Reverend Dr John Lee FRSE (22 November 1779 – 2 May 1859) was a Scottish academic and polymath, and the Principal of the University of Edinburgh from 1840 to 1859. He was Moderator of the General Assembly of the Church of Scotland in 1844.

Lee House in Pollock Halls of Residence is named after him.

==Life==

Lee was born on 22 November 1779 at Graemeshills, Torwoodlee Mains, a farm in the parish of Stow in the Scottish Borders, the son of Helen Paterson and James Lee, a weaver.
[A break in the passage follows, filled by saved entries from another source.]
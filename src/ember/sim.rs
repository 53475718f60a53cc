//! In-memory Ember+ provider
//!
//! Implements [`EmberClient`] against a local tree so the bridge can run
//! without hardware. Every request is journaled for inspection, value writes
//! echo back through the registered change callbacks the way a real provider
//! does, and the connection can be dropped or made unreachable on demand.

use async_trait::async_trait;
use parking_lot::{Mutex, RwLock};
use std::collections::{BTreeMap, HashMap};
use std::sync::atomic::{AtomicBool, Ordering};
use std::sync::Arc;
use tokio::sync::broadcast;
use tracing::{debug, trace};

use super::{
    ChangeCallback, ClientEvent, ElementContents, EmberClient, EmberClientFactory, EmberError,
    EmberValue, ParameterContents, Result, TreeElement,
};

/// One request received by the simulated provider
#[derive(Debug, Clone, PartialEq)]
pub enum ProviderCall {
    Connect,
    Disconnect,
    GetDirectory(Option<String>),
    GetElement(String),
    SetValue(String, EmberValue),
    MatrixConnect { path: String, target: u32, sources: Vec<u32> },
    MatrixDisconnect { path: String, target: u32, sources: Vec<u32> },
    MatrixSetConnection { path: String, target: u32, sources: Vec<u32> },
}

/// Simulated provider shared by every session created from it
pub struct SimulatedProvider {
    tree: RwLock<BTreeMap<String, TreeElement>>,
    callbacks: Mutex<HashMap<String, Vec<ChangeCallback>>>,
    connections: Mutex<BTreeMap<String, BTreeMap<u32, Vec<u32>>>>,
    events: broadcast::Sender<ClientEvent>,
    connected: AtomicBool,
    reachable: AtomicBool,
    /// Element lookups never answer while set
    stalled: AtomicBool,
    calls: Mutex<Vec<ProviderCall>>,
}

impl SimulatedProvider {
    pub fn new() -> Arc<Self> {
        let (events, _) = broadcast::channel(64);
        Arc::new(Self {
            tree: RwLock::new(BTreeMap::new()),
            callbacks: Mutex::new(HashMap::new()),
            connections: Mutex::new(BTreeMap::new()),
            events,
            connected: AtomicBool::new(false),
            reachable: AtomicBool::new(true),
            stalled: AtomicBool::new(false),
            calls: Mutex::new(Vec::new()),
        })
    }

    /// Build a provider pre-populated with `elements`
    pub fn with_elements(elements: impl IntoIterator<Item = TreeElement>) -> Arc<Self> {
        let provider = Self::new();
        for element in elements {
            provider.insert(element);
        }
        provider
    }

    pub fn insert(&self, element: TreeElement) {
        self.tree.write().insert(element.path.clone(), element);
    }

    /// Apply a device-originated parameter change and notify subscribers
    pub fn push_update(&self, path: &str, update: ParameterContents) {
        let changed = {
            let mut tree = self.tree.write();
            let Some(element) = tree.get_mut(path) else {
                return;
            };
            match &mut element.contents {
                ElementContents::Parameter(p) => p.merge(&update),
                _ => return,
            }
            element.clone()
        };
        self.notify(changed);
    }

    pub fn element(&self, path: &str) -> Option<TreeElement> {
        self.tree.read().get(path).cloned()
    }

    /// Crosspoints currently connected on a matrix (target → sources)
    pub fn matrix_connections(&self, path: &str) -> BTreeMap<u32, Vec<u32>> {
        self.connections.lock().get(path).cloned().unwrap_or_default()
    }

    pub fn set_reachable(&self, reachable: bool) {
        self.reachable.store(reachable, Ordering::SeqCst);
    }

    /// Make element lookups hang like an unresponsive device
    pub fn set_stalled(&self, stalled: bool) {
        self.stalled.store(stalled, Ordering::SeqCst);
    }

    /// Drop the live session as if the network went away
    pub fn drop_connection(&self) {
        if self.connected.swap(false, Ordering::SeqCst) {
            self.callbacks.lock().clear();
            let _ = self.events.send(ClientEvent::Disconnected);
        }
    }

    pub fn is_connected(&self) -> bool {
        self.connected.load(Ordering::SeqCst)
    }

    pub fn calls(&self) -> Vec<ProviderCall> {
        self.calls.lock().clone()
    }

    pub fn clear_calls(&self) {
        self.calls.lock().clear();
    }

    /// Number of journaled calls matching `pred`
    pub fn count_calls(&self, pred: impl Fn(&ProviderCall) -> bool) -> usize {
        self.calls.lock().iter().filter(|c| pred(c)).count()
    }

    fn record(&self, call: ProviderCall) {
        trace!(?call, "simulated provider request");
        self.calls.lock().push(call);
    }

    fn ensure_connected(&self) -> Result<()> {
        if self.connected.load(Ordering::SeqCst) {
            Ok(())
        } else {
            Err(EmberError::NotConnected)
        }
    }

    fn notify(&self, element: TreeElement) {
        let callbacks = self
            .callbacks
            .lock()
            .get(&element.path)
            .cloned()
            .unwrap_or_default();
        for callback in callbacks {
            callback(element.clone());
        }
    }

    fn lookup_matrix(&self, matrix: &TreeElement) -> Result<()> {
        match self.tree.read().get(&matrix.path) {
            Some(e) if e.is_matrix() => Ok(()),
            Some(_) => Err(EmberError::Protocol(format!("{} is not a matrix", matrix.path))),
            None => Err(EmberError::NotFound(matrix.path.clone())),
        }
    }
}

#[async_trait]
impl EmberClient for SimulatedProvider {
    async fn connect(&self) -> Result<()> {
        self.record(ProviderCall::Connect);
        if !self.reachable.load(Ordering::SeqCst) {
            let _ = self
                .events
                .send(ClientEvent::Error("provider unreachable".to_string()));
            return Err(EmberError::Transport("provider unreachable".to_string()));
        }
        self.callbacks.lock().clear();
        self.connected.store(true, Ordering::SeqCst);
        debug!("Simulated provider session opened");
        let _ = self.events.send(ClientEvent::Connected);
        Ok(())
    }

    async fn disconnect(&self) -> Result<()> {
        self.record(ProviderCall::Disconnect);
        self.connected.store(false, Ordering::SeqCst);
        self.callbacks.lock().clear();
        Ok(())
    }

    fn discard(&self) {
        self.connected.store(false, Ordering::SeqCst);
        self.callbacks.lock().clear();
    }

    async fn get_directory(
        &self,
        path: Option<&str>,
        on_change: Option<ChangeCallback>,
    ) -> Result<Vec<TreeElement>> {
        self.record(ProviderCall::GetDirectory(path.map(str::to_string)));
        self.ensure_connected()?;
        let elements: Vec<TreeElement> = {
            let tree = self.tree.read();
            tree.values()
                .filter(|e| match path {
                    Some(prefix) => e.path == prefix || e.path.starts_with(&format!("{}.", prefix)),
                    None => true,
                })
                .cloned()
                .collect()
        };
        if let Some(callback) = on_change {
            let mut callbacks = self.callbacks.lock();
            for element in &elements {
                callbacks
                    .entry(element.path.clone())
                    .or_default()
                    .push(callback.clone());
            }
        }
        Ok(elements)
    }

    async fn get_element_by_path(
        &self,
        path: &str,
        on_change: Option<ChangeCallback>,
    ) -> Result<TreeElement> {
        self.record(ProviderCall::GetElement(path.to_string()));
        self.ensure_connected()?;
        if self.stalled.load(Ordering::SeqCst) {
            debug!(path, "Simulated provider stalled");
            std::future::pending::<()>().await;
        }
        let element = self
            .tree
            .read()
            .get(path)
            .cloned()
            .ok_or_else(|| EmberError::NotFound(path.to_string()))?;
        if let Some(callback) = on_change {
            self.callbacks
                .lock()
                .entry(path.to_string())
                .or_default()
                .push(callback);
        }
        Ok(element)
    }

    async fn set_value(
        &self,
        element: &TreeElement,
        value: EmberValue,
        _publish: bool,
    ) -> Result<TreeElement> {
        self.record(ProviderCall::SetValue(element.path.clone(), value.clone()));
        self.ensure_connected()?;
        let updated = {
            let mut tree = self.tree.write();
            match tree.get_mut(&element.path) {
                Some(TreeElement {
                    contents: ElementContents::Parameter(p),
                    ..
                }) => {
                    p.value = Some(value);
                },
                Some(_) => {
                    return Err(EmberError::Protocol(format!(
                        "{} is not a parameter",
                        element.path
                    )))
                },
                None => return Err(EmberError::NotFound(element.path.clone())),
            }
            tree.get(&element.path).cloned()
        };
        let updated = updated.ok_or_else(|| EmberError::NotFound(element.path.clone()))?;
        self.notify(updated.clone());
        Ok(updated)
    }

    async fn matrix_connect(&self, matrix: &TreeElement, target: u32, sources: &[u32]) -> Result<()> {
        self.record(ProviderCall::MatrixConnect {
            path: matrix.path.clone(),
            target,
            sources: sources.to_vec(),
        });
        self.ensure_connected()?;
        self.lookup_matrix(matrix)?;
        let mut connections = self.connections.lock();
        let current = connections
            .entry(matrix.path.clone())
            .or_default()
            .entry(target)
            .or_default();
        for source in sources {
            if !current.contains(source) {
                current.push(*source);
            }
        }
        Ok(())
    }

    async fn matrix_disconnect(
        &self,
        matrix: &TreeElement,
        target: u32,
        sources: &[u32],
    ) -> Result<()> {
        self.record(ProviderCall::MatrixDisconnect {
            path: matrix.path.clone(),
            target,
            sources: sources.to_vec(),
        });
        self.ensure_connected()?;
        self.lookup_matrix(matrix)?;
        if let Some(current) = self
            .connections
            .lock()
            .get_mut(&matrix.path)
            .and_then(|m| m.get_mut(&target))
        {
            current.retain(|s| !sources.contains(s));
        }
        Ok(())
    }

    async fn matrix_set_connection(
        &self,
        matrix: &TreeElement,
        target: u32,
        sources: &[u32],
    ) -> Result<()> {
        self.record(ProviderCall::MatrixSetConnection {
            path: matrix.path.clone(),
            target,
            sources: sources.to_vec(),
        });
        self.ensure_connected()?;
        self.lookup_matrix(matrix)?;
        self.connections
            .lock()
            .entry(matrix.path.clone())
            .or_default()
            .insert(target, sources.to_vec());
        Ok(())
    }

    fn subscribe_events(&self) -> broadcast::Receiver<ClientEvent> {
        self.events.subscribe()
    }
}

/// Every session shares the same simulated device
impl EmberClientFactory for Arc<SimulatedProvider> {
    fn create(&self, host: &str, port: u16) -> Arc<dyn EmberClient> {
        debug!("Simulated provider session for {}:{}", host, port);
        self.clone()
    }
}

#[cfg(test)]
mod tests {
    use super::*;
    use crate::ember::{MatrixContents, ParameterType};
    use std::sync::atomic::AtomicUsize;

    fn gain() -> TreeElement {
        TreeElement::parameter(
            "1.2",
            ParameterContents {
                value: Some(EmberValue::Integer(500)),
                parameter_type: Some(ParameterType::Integer),
                factor: Some(10),
                ..Default::default()
            },
        )
    }

    #[tokio::test]
    async fn test_requires_connection() {
        let provider = SimulatedProvider::with_elements([gain()]);
        assert_eq!(
            provider.get_element_by_path("1.2", None).await,
            Err(EmberError::NotConnected)
        );
        provider.connect().await.unwrap();
        assert!(provider.get_element_by_path("1.2", None).await.is_ok());
        assert_eq!(
            provider.get_element_by_path("9.9", None).await,
            Err(EmberError::NotFound("9.9".into()))
        );
    }

    #[tokio::test]
    async fn test_set_value_echoes_to_callbacks() {
        let provider = SimulatedProvider::with_elements([gain()]);
        provider.connect().await.unwrap();

        let hits = Arc::new(AtomicUsize::new(0));
        let hits_cb = hits.clone();
        let element = provider
            .get_element_by_path(
                "1.2",
                Some(Arc::new(move |_| {
                    hits_cb.fetch_add(1, Ordering::SeqCst);
                })),
            )
            .await
            .unwrap();

        provider
            .set_value(&element, EmberValue::Integer(7), true)
            .await
            .unwrap();
        assert_eq!(hits.load(Ordering::SeqCst), 1);
        assert_eq!(
            provider.element("1.2").unwrap().as_parameter().unwrap().value,
            Some(EmberValue::Integer(7))
        );
    }

    #[tokio::test]
    async fn test_matrix_operations() {
        let matrix = TreeElement {
            path: "2".into(),
            contents: ElementContents::Matrix(MatrixContents {
                target_count: 4,
                source_count: 4,
                ..Default::default()
            }),
        };
        let provider = SimulatedProvider::with_elements([matrix.clone(), gain()]);
        provider.connect().await.unwrap();

        provider.matrix_connect(&matrix, 1, &[2, 3]).await.unwrap();
        provider.matrix_disconnect(&matrix, 1, &[2]).await.unwrap();
        assert_eq!(provider.matrix_connections("2").get(&1), Some(&vec![3]));

        provider.matrix_set_connection(&matrix, 1, &[0]).await.unwrap();
        assert_eq!(provider.matrix_connections("2").get(&1), Some(&vec![0]));

        assert!(provider.matrix_connect(&gain(), 0, &[0]).await.is_err());
    }

    #[tokio::test]
    async fn test_unreachable_emits_error() {
        let provider = SimulatedProvider::new();
        let mut events = provider.subscribe_events();
        provider.set_reachable(false);
        assert!(provider.connect().await.is_err());
        assert!(matches!(events.recv().await, Ok(ClientEvent::Error(_))));
    }
}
He attended school at the "luggie" in Clovenfords, his teacher was John Leyden.

In 1794, he entered the University of Edinburgh, studying medicine, and supported himself by teaching. In 1801, he graduated with an MD. After serving for a short time as a surgeon/apothecary in an army hospital service he started studying law. However, in 1804 he became amanuensis (literary assistant) to the Rev. Alexander Carlyle ("Jupiter Carlyle") in Inveresk. On his death in 1805, Carlyle who gave Lee the manuscript of his autobiography.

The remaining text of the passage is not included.